_MATERIAL FOR THIS TASK_
========
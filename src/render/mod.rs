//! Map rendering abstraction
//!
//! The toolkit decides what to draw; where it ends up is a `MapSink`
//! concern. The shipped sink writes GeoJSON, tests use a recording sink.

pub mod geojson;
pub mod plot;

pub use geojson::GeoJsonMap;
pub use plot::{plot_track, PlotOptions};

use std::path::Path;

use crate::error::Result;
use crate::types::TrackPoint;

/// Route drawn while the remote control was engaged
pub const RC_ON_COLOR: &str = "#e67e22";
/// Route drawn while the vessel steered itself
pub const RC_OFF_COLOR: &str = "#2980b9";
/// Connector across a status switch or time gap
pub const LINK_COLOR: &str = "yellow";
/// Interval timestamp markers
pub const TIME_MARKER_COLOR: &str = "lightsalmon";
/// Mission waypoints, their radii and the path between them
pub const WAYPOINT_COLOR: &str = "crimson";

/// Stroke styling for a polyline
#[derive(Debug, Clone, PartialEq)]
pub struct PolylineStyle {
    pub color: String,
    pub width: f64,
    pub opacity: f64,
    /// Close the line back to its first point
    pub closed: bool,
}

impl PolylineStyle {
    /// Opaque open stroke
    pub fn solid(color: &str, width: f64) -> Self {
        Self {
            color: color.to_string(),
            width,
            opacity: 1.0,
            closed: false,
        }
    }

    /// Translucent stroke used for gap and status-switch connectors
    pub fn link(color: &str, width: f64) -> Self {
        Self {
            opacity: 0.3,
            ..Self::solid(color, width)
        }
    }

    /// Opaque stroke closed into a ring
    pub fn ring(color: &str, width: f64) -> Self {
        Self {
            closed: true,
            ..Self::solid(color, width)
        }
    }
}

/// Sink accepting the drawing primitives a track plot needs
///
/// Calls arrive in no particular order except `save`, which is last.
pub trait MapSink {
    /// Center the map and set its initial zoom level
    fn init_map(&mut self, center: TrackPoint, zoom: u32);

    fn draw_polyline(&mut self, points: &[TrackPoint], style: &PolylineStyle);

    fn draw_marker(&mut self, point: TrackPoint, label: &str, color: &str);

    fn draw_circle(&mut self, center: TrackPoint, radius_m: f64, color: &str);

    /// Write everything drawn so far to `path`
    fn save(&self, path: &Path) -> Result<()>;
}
========
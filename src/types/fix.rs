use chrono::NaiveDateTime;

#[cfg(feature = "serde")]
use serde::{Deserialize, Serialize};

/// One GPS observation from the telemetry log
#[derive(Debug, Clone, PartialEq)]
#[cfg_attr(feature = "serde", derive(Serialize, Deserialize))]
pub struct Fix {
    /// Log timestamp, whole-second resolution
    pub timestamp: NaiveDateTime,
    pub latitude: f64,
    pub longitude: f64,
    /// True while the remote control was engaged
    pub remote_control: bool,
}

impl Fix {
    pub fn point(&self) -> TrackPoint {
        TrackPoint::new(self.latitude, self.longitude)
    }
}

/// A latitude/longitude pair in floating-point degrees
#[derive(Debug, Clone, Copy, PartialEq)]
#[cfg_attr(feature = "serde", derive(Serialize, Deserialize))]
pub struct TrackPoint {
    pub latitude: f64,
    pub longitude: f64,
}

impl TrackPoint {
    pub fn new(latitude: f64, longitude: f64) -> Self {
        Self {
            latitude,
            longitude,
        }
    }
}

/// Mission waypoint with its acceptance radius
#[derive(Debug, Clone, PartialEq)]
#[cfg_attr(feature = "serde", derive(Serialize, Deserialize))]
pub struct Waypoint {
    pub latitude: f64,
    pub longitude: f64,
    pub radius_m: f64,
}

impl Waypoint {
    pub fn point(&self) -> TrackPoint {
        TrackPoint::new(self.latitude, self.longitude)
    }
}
========
_TASK PROMPT_
Scan the material above for the word "status", and copy every line in which it is found.

_EXERCISE ANSWER_
/// Connector across a status switch or time gap
    /// Translucent stroke used for gap and status-switch connectors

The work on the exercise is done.